[Stored items]
======

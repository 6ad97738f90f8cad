//! Background event-loop thread.
//!
//! One dedicated OS thread owns the IPC session with the lifecycle and
//! administration services. It runs a single-threaded tokio runtime and
//! waits on two sources at once: the [command channel](crate::command) fed
//! by foreground threads, and the event stream of the IPC session. Each
//! item is processed to completion before the next one is taken.
//! [`Command::Terminate`] ends the loop.

use std::sync::Arc;
use std::thread::JoinHandle;
use std::time::Duration;

use parking_lot::{Condvar, Mutex};
use tokio::sync::{mpsc, oneshot};
use tracing::{debug, error, info, info_span, warn};

use crate::collab::{AdminAction, IpcConnector, IpcEvent, IpcLink, IpcSession, StorageBackend};
use crate::command::{self, Command, CommandReceiver, CommandSender, ShutdownOrigin, ShutdownScope};
use crate::{ClientError, CollaboratorError, CollaboratorResult, Result};

/// Name of the event-loop thread.
pub const THREAD_NAME: &str = "pcl-mainloop";

/// How a join attempt ended.
#[derive(Debug)]
pub enum JoinOutcome {
    /// The thread finished and was joined
    Joined,
    /// The thread panicked; it has been joined
    Panicked,
    /// The thread did not finish in time; the handle is returned so the
    /// caller can join it later
    TimedOut(EventLoop),
}


/// Set once the event-loop thread is about to finish.
#[derive(Debug, Default)]
struct ExitSignal {
    done: Mutex<bool>,
    cond: Condvar,
}

impl ExitSignal {
    fn notify(&self) {
        *self.done.lock() = true;
        self.cond.notify_all();
    }

    /// Wait until the thread signalled exit. Returns `false` on timeout.
    fn wait(&self, timeout: Duration) -> bool {
        let mut done = self.done.lock();
        let _ = self
            .cond
            .wait_while_for(&mut done, |done| !*done, timeout);
        *done
    }
}

/// Signals exit when dropped, including on unwind.
struct ExitGuard(Arc<ExitSignal>);

impl Drop for ExitGuard {
    fn drop(&mut self) {
        self.0.notify();
    }
}

/// Handle to the running event-loop thread.
#[derive(Debug)]
pub struct EventLoop {
    commands: CommandSender,
    handle: JoinHandle<()>,
    exited: Arc<ExitSignal>,
}

impl EventLoop {
    /// Start the event-loop thread and wait until its IPC session is open.
    ///
    /// Fails with [`ClientError::IpcSetup`] if the thread cannot be spawned,
    /// the runtime cannot be built or the connector refuses the session.
    /// On failure the thread has already been joined.
    pub fn spawn(
        app: &str,
        connector: Arc<dyn IpcConnector>,
        storage: Arc<dyn StorageBackend>,
    ) -> Result<Self> {
        let (commands, receiver) = command::channel();
        let (ready_tx, ready_rx) = oneshot::channel();
        let exited = Arc::new(ExitSignal::default());

        let app_name = app.to_string();
        let thread_exited = Arc::clone(&exited);
        let handle = std::thread::Builder::new()
            .name(THREAD_NAME.to_string())
            .spawn(move || {
                let _guard = ExitGuard(thread_exited);
                run(&app_name, connector.as_ref(), storage.as_ref(), receiver, ready_tx);
            })
            .map_err(|e| ClientError::IpcSetup(format!("failed to spawn event loop: {e}")))?;

        match ready_rx.blocking_recv() {
            Ok(Ok(())) => Ok(Self {
                commands,
                handle,
                exited,
            }),
            Ok(Err(e)) => {
                let _ = handle.join();
                Err(ClientError::IpcSetup(e.to_string()))
            }
            Err(_) => {
                let _ = handle.join();
                Err(ClientError::IpcSetup(
                    "event loop exited during setup".to_string(),
                ))
            }
        }
    }

    /// Sender for commands to this loop.
    pub const fn commands(&self) -> &CommandSender {
        &self.commands
    }

    /// Join the thread.
    ///
    /// With a timeout the call waits at most that long for the loop to
    /// finish; a thread still running after that is handed back in
    /// [`JoinOutcome::TimedOut`]. Without a timeout the call blocks until
    /// the thread exits. Consumes the handle, so a thread is joined at most
    /// once.
    pub fn join(self, timeout: Option<Duration>) -> JoinOutcome {
        if let Some(timeout) = timeout
            && !self.exited.wait(timeout)
        {
            warn!(
                "Event loop did not finish within {}ms",
                timeout.as_millis()
            );
            return JoinOutcome::TimedOut(self);
        }

        match self.handle.join() {
            Ok(()) => JoinOutcome::Joined,
            Err(_) => {
                error!("Event loop thread panicked");
                JoinOutcome::Panicked
            }
        }
    }
}

/// Thread body.
fn run(
    app: &str,
    connector: &dyn IpcConnector,
    storage: &dyn StorageBackend,
    mut commands: CommandReceiver,
    ready: oneshot::Sender<CollaboratorResult<()>>,
) {
    let span = info_span!("pcl_event_loop", app = %app);
    let _enter = span.enter();

    let runtime = match tokio::runtime::Builder::new_current_thread().build() {
        Ok(runtime) => runtime,
        Err(e) => {
            error!("Failed to build event loop runtime: {e}");
            let _ = ready.send(Err(CollaboratorError::Io(e)));
            return;
        }
    };

    let IpcLink {
        mut session,
        mut events,
    } = match connector.connect(app) {
        Ok(link) => link,
        Err(e) => {
            error!("Failed to open IPC session: {e}");
            let _ = ready.send(Err(e));
            return;
        }
    };

    if ready.send(Ok(())).is_err() {
        warn!("Spawner went away before the event loop was ready");
    }
    info!("Event loop running");

    runtime.block_on(dispatch(
        &mut *session,
        storage,
        &mut commands,
        &mut events,
    ));

    session.close();
    info!("Event loop terminated");
}

async fn dispatch(
    session: &mut dyn IpcSession,
    storage: &dyn StorageBackend,
    commands: &mut CommandReceiver,
    events: &mut mpsc::UnboundedReceiver<IpcEvent>,
) {
    let mut events_open = true;

    loop {
        tokio::select! {
            biased;

            command = commands.recv() => match command {
                Some(Command::Terminate) => {
                    debug!("Received terminate");
                    break;
                }
                Some(command) => handle_command(session, storage, command),
                None => {
                    warn!("Command channel closed without terminate");
                    break;
                }
            },

            event = events.recv(), if events_open => match event {
                Some(event) => handle_event(session, storage, event),
                None => {
                    debug!("IPC event stream closed");
                    events_open = false;
                }
            },
        }
    }
}

fn handle_command(session: &mut dyn IpcSession, storage: &dyn StorageBackend, command: Command) {
    debug!("Processing {}", command.name());

    match command {
        Command::PrepareShutdown { scope, origin } => {
            prepare_shutdown(session, storage, scope, origin);
        }
        Command::ReleaseAccessGate => storage.release_access_gate(),
        Command::RegisterLifecycle { mode, ack } => {
            reply(ack, "register lifecycle", session.register_lifecycle(mode));
        }
        Command::UnregisterLifecycle { mode, ack } => {
            reply(ack, "unregister lifecycle", session.unregister_lifecycle(mode));
        }
        Command::RegisterAdmin { ack } => {
            reply(ack, "register admin", session.register_admin());
        }
        Command::UnregisterAdmin { ack } => {
            reply(ack, "unregister admin", session.unregister_admin());
        }
        // Handled by the dispatcher.
        Command::Terminate => {}
    }
}

fn reply(ack: command::Ack, what: &str, result: CollaboratorResult<()>) {
    if let Err(e) = &result {
        warn!("{what} failed: {e}");
    }
    if ack.send(result).is_err() {
        debug!("{what}: requester no longer waiting");
    }
}

fn handle_event(session: &mut dyn IpcSession, storage: &dyn StorageBackend, event: IpcEvent) {
    match event {
        IpcEvent::LifecycleShutdown { request_id, scope } => {
            info!("Lifecycle shutdown request {request_id} ({scope:?})");
            prepare_shutdown(session, storage, scope, ShutdownOrigin::Lifecycle(request_id));
        }
        IpcEvent::Admin { request_id, action } => {
            info!("Admin request {request_id}: {action:?}");
            let result = match action {
                AdminAction::Block => {
                    storage.acquire_access_gate();
                    storage.flush()
                }
                AdminAction::WriteBack => storage.flush(),
                AdminAction::Unblock => {
                    storage.release_access_gate();
                    Ok(())
                }
            };
            if let Err(e) = &result {
                warn!("Admin request {request_id} failed: {e}");
            }
            if let Err(e) = session.complete_admin(request_id, result.is_ok()) {
                warn!("Failed to confirm admin request {request_id}: {e}");
            }
        }
    }
}

fn prepare_shutdown(
    session: &mut dyn IpcSession,
    storage: &dyn StorageBackend,
    scope: ShutdownScope,
    origin: ShutdownOrigin,
) {
    storage.acquire_access_gate();
    let result = storage.prepare_shutdown(scope);
    if let Err(e) = &result {
        warn!("Shutdown preparation ({scope:?}) failed: {e}");
    }

    if let ShutdownOrigin::Lifecycle(request_id) = origin
        && let Err(e) = session.complete_lifecycle(request_id, result.is_ok())
    {
        warn!("Failed to confirm lifecycle request {request_id}: {e}");
    }
}
//! Reference-counted session controller.
//!
//! Every application thread, plugin or shared library that uses the
//! persistence client calls [`PersistenceClient::init`] and
//! [`PersistenceClient::deinit`] in pairs. The controller folds all of them
//! into one logical session: the first `init` sets everything up, the last
//! matching `deinit` tears it down, all calls in between only move the
//! counter.
//!
//! Three locks are involved, always taken in this order:
//!
//! 1. the init lock (`state`), held across a whole `init`/`deinit` call
//!    including blocking setup and teardown;
//! 2. the registration lock (`active`), held across the critical
//!    initialization region and the teardown region, and briefly by
//!    negotiation calls;
//! 3. the stale event-loop slot (`stale`);
//! 4. the cancel budget lock (`budget`).
//!
//! The trust gate sits behind its own leaf lock that is never held across
//! a blocking call.

use std::sync::Arc;

use parking_lot::Mutex;
use tracing::{debug, error, info, warn};

use crate::artifact;
use crate::collab::{AsyncInitCallback, Collaborators, FileCache};
use crate::command::{Command, CommandSender, ShutdownOrigin, ShutdownScope};
use crate::config::ClientConfig;
use crate::event_loop::{EventLoop, JoinOutcome};
use crate::negotiation::{CancelBudget, LifecycleRequest, Phase, ShutdownMode};
use crate::trust::TrustGate;
use crate::{ClientError, Result};

/// Application identity, bounded to the configured maximum length.
#[derive(Debug, Clone, PartialEq, Eq, Hash)]
pub struct AppIdentity(String);

impl AppIdentity {
    /// Build an identity from `app`, keeping at most `max_len - 1` bytes.
    ///
    /// The length includes one slot for the terminator used by C consumers
    /// of the identity. Truncation never splits a character.
    pub fn new(app: &str, max_len: usize) -> Self {
        let mut end = app.len().min(max_len.saturating_sub(1));
        while !app.is_char_boundary(end) {
            end -= 1;
        }
        Self(app[..end].to_string())
    }

    /// The identity as a string slice.
    pub fn as_str(&self) -> &str {
        &self.0
    }
}

impl std::fmt::Display for AppIdentity {
    fn fmt(&self, f: &mut std::fmt::Formatter<'_>) -> std::fmt::Result {
        f.write_str(&self.0)
    }
}

/// Counter state guarded by the init lock.
#[derive(Debug)]
struct SessionState {
    init_count: u32,
    app_identity: Option<AppIdentity>,
    shutdown_mode: ShutdownMode,
}

/// Resources of an initialized session, guarded by the registration lock.
#[derive(Debug)]
struct ActiveSession {
    identity: AppIdentity,
    mode: ShutdownMode,
    admin: bool,
    event_loop: EventLoop,
}

/// Event loop that outlived its join timeout.
#[derive(Debug)]
struct StaleLoop {
    event_loop: EventLoop,
    /// Handle registries are released once the loop is gone
    owns_trees: bool,
}

/// Session controller of the persistence client library.
///
/// Create one per process and share it (for example behind an `Arc` or a
/// `static`); all methods take `&self`.
///
/// `init`, `deinit` and the negotiation calls block, so they must not be
/// called from inside an async runtime.
pub struct PersistenceClient {
    config: ClientConfig,
    collaborators: Collaborators,
    state: Mutex<SessionState>,
    active: Mutex<Option<ActiveSession>>,
    stale: Mutex<Option<StaleLoop>>,
    budget: Mutex<CancelBudget>,
    trust: Mutex<Option<Arc<TrustGate>>>,
}

impl std::fmt::Debug for PersistenceClient {
    fn fmt(&self, f: &mut std::fmt::Formatter<'_>) -> std::fmt::Result {
        f.debug_struct("PersistenceClient")
            .field("config", &self.config)
            .field("collaborators", &self.collaborators)
            .finish_non_exhaustive()
    }
}
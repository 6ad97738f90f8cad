//! Configuration for the session controller
//!
//! Features that were compile-time switches in older builds of the client
//! library (application trust check, administration interface, file cache)
//! are runtime flags here.

use serde::{Deserialize, Serialize};
use std::path::{Path, PathBuf};
use std::time::Duration;

use crate::{ClientError, Result};

/// Default directory holding named shared memory and semaphore objects.
pub const DEFAULT_SHM_DIR: &str = "/dev/shm";

/// Default cache prefix for per-application data.
pub const DEFAULT_CACHE_PREFIX: &str = "/Data/mnt-c";

/// Name of the backup blacklist file inside the application cache folder.
pub const BACKUP_BLACKLIST_FILE: &str = "BackupFileList.info";

/// Default path template of the resource configuration table.
pub const DEFAULT_RCT_TEMPLATE: &str = "/Data/mnt-wt/{app}/{table}";

/// Default resource configuration table name.
pub const DEFAULT_RCT_TABLE: &str = "resource-table-cfg.itz";

/// Maximum application identity length, terminator slot included.
pub const DEFAULT_MAX_APP_ID_LEN: usize = 64;

/// Default number of shutdown cancels permitted per session.
pub const DEFAULT_MAX_CANCEL: u32 = 3;

/// Default bound on the event-loop join during teardown.
pub const DEFAULT_JOIN_TIMEOUT_MS: u64 = 30_000;

/// Trust gate configuration.
#[derive(Debug, Clone, PartialEq, Eq, Serialize, Deserialize)]
#[serde(default)]
pub struct TrustConfig {
    /// Path template with `{app}` and `{table}` placeholders
    pub path_template: String,

    /// Resource configuration table name substituted for `{table}`
    pub table_name: String,
}

impl Default for TrustConfig {
    fn default() -> Self {
        Self {
            path_template: DEFAULT_RCT_TEMPLATE.to_string(),
            table_name: DEFAULT_RCT_TABLE.to_string(),
        }
    }
}

impl TrustConfig {
    /// Render the resource configuration table path for an application.
    pub fn rct_path(&self, app: &str) -> PathBuf {
        PathBuf::from(
            self.path_template
                .replace("{app}", app)
                .replace("{table}", &self.table_name),
        )
    }
}

/// Configuration for the session controller
#[derive(Debug, Clone, PartialEq, Eq, Serialize, Deserialize)]
#[serde(default)]
pub struct ClientConfig {
    /// Directory scanned for stale shared memory and semaphores
    pub shm_dir: PathBuf,

    /// Prefix of the per-application cache folders
    pub cache_prefix: PathBuf,

    /// Backup blacklist file name inside the application cache folder
    pub blacklist_file_name: String,

    /// Trust gate; `None` disables the application check
    pub app_check: Option<TrustConfig>,

    /// Register with the administration service
    pub admin_interface: bool,

    /// Initialize the file cache collaborator
    pub file_cache: bool,

    /// Shutdown cancels permitted per session
    pub max_cancel: u32,

    /// Maximum application identity length, terminator slot included
    pub max_app_id_len: usize,

    /// Bound on the event-loop join; `None` waits indefinitely
    pub join_timeout_ms: Option<u64>,
}

impl Default for ClientConfig {
    fn default() -> Self {
        Self {
            shm_dir: PathBuf::from(DEFAULT_SHM_DIR),
            cache_prefix: PathBuf::from(DEFAULT_CACHE_PREFIX),
            blacklist_file_name: BACKUP_BLACKLIST_FILE.to_string(),
            app_check: None,
            admin_interface: false,
            file_cache: false,
            max_cancel: DEFAULT_MAX_CANCEL,
            max_app_id_len: DEFAULT_MAX_APP_ID_LEN,
            join_timeout_ms: Some(DEFAULT_JOIN_TIMEOUT_MS),
        }
    }
}

impl ClientConfig {
    /// Load a configuration from a JSON file.
    ///
    /// Missing fields take their default values.
    pub fn load<P: AsRef<Path>>(path: P) -> Result<Self> {
        let data = std::fs::read_to_string(path)?;
        let config: Self = serde_json::from_str(&data)?;
        config.validate()?;
        Ok(config)
    }

    /// Check the configuration for values the controller cannot work with.
    pub fn validate(&self) -> Result<()> {
        if self.max_app_id_len < 2 {
            return Err(ClientError::Config(format!(
                "max_app_id_len must be at least 2, got {}",
                self.max_app_id_len
            )));
        }
        if let Some(trust) = &self.app_check
            && !trust.path_template.contains("{app}")
        {
            return Err(ClientError::Config(format!(
                "trust path template has no {{app}} placeholder: {}",
                trust.path_template
            )));
        }
        Ok(())
    }

    /// Set the shared memory directory
    #[must_use]
    pub fn with_shm_dir<P: AsRef<Path>>(mut self, path: P) -> Self {
        self.shm_dir = path.as_ref().to_path_buf();
        self
    }

    /// Set the cache prefix
    #[must_use]
    pub fn with_cache_prefix<P: AsRef<Path>>(mut self, path: P) -> Self {
        self.cache_prefix = path.as_ref().to_path_buf();
        self
    }

    /// Enable the trust gate
    #[must_use]
    pub fn with_app_check(mut self, trust: TrustConfig) -> Self {
        self.app_check = Some(trust);
        self
    }

    /// Enable or disable administration service registration
    #[must_use]
    pub const fn with_admin_interface(mut self, enable: bool) -> Self {
        self.admin_interface = enable;
        self
    }

    /// Enable or disable the file cache collaborator
    #[must_use]
    pub const fn with_file_cache(mut self, enable: bool) -> Self {
        self.file_cache = enable;
        self
    }

    /// Set the shutdown cancel budget
    #[must_use]
    pub const fn with_max_cancel(mut self, max_cancel: u32) -> Self {
        self.max_cancel = max_cancel;
        self
    }

    /// Set the event-loop join bound
    #[must_use]
    pub const fn with_join_timeout(mut self, timeout: Option<Duration>) -> Self {
        self.join_timeout_ms = match timeout {
            Some(timeout) => Some(timeout.as_millis() as u64),
            None => None,
        };
        self
    }

    /// Event-loop join bound as a duration.
    pub fn join_timeout(&self) -> Option<Duration> {
        self.join_timeout_ms.map(Duration::from_millis)
    }

    /// Path of the backup blacklist for an application.
    ///
    /// `<cache_prefix>/<app>/BackupFileList.info`
    pub fn blacklist_path(&self, app: &str) -> PathBuf {
        self.cache_prefix.join(app).join(&self.blacklist_file_name)
    }
}

#[cfg(test)]
#[allow(clippy::expect_used)]
mod tests {
    use super::*;

    #[test]
    fn test_defaults() {
        let config = ClientConfig::default();
        assert_eq!(config.shm_dir, Path::new("/dev/shm"));
        assert_eq!(config.max_cancel, 3);
        assert!(config.app_check.is_none());
        assert_eq!(config.join_timeout(), Some(Duration::from_secs(30)));
        config.validate().expect("defaults are valid");
    }

    #[test]
    fn test_blacklist_path() {
        let config = ClientConfig::default().with_cache_prefix("/Data/mnt-c");
        assert_eq!(
            config.blacklist_path("navi"),
            Path::new("/Data/mnt-c/navi/BackupFileList.info")
        );
    }

    #[test]
    fn test_rct_path() {
        let trust = TrustConfig::default();
        assert_eq!(
            trust.rct_path("navi"),
            Path::new("/Data/mnt-wt/navi/resource-table-cfg.itz")
        );
    }

    #[test]
    fn test_validate_rejects_bad_values() {
        let mut config = ClientConfig::default();
        config.max_app_id_len = 1;
        assert!(matches!(config.validate(), Err(ClientError::Config(_))));

        let config = ClientConfig::default().with_app_check(TrustConfig {
            path_template: "/Data/{table}".to_string(),
            table_name: DEFAULT_RCT_TABLE.to_string(),
        });
        assert!(matches!(config.validate(), Err(ClientError::Config(_))));
    }

    #[test]
    fn test_load_partial_json() {
        let dir = tempfile::tempdir().expect("tempdir");
        let path = dir.path().join("pcl.json");
        std::fs::write(
            &path,
            r#"{ "shm_dir": "/tmp/shm", "max_cancel": 5, "app_check": {} }"#,
        )
        .expect("write");

        let config = ClientConfig::load(&path).expect("load");
        assert_eq!(config.shm_dir, Path::new("/tmp/shm"));
        assert_eq!(config.max_cancel, 5);
        assert_eq!(config.app_check, Some(TrustConfig::default()));
        assert_eq!(config.max_app_id_len, DEFAULT_MAX_APP_ID_LEN);
    }

    #[test]
    fn test_join_timeout_builder() {
        let config = ClientConfig::default().with_join_timeout(None);
        assert_eq!(config.join_timeout(), None);
        let config = config.with_join_timeout(Some(Duration::from_millis(250)));
        assert_eq!(config.join_timeout_ms, Some(250));
    }
}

======

Problem to solve: The answer is each line from the entries above in which the word "TimedOut" occurs.

Result for this task:
    TimedOut(EventLoop),
    /// [`JoinOutcome::TimedOut`]. Without a timeout the call blocks until
            return JoinOutcome::TimedOut(self);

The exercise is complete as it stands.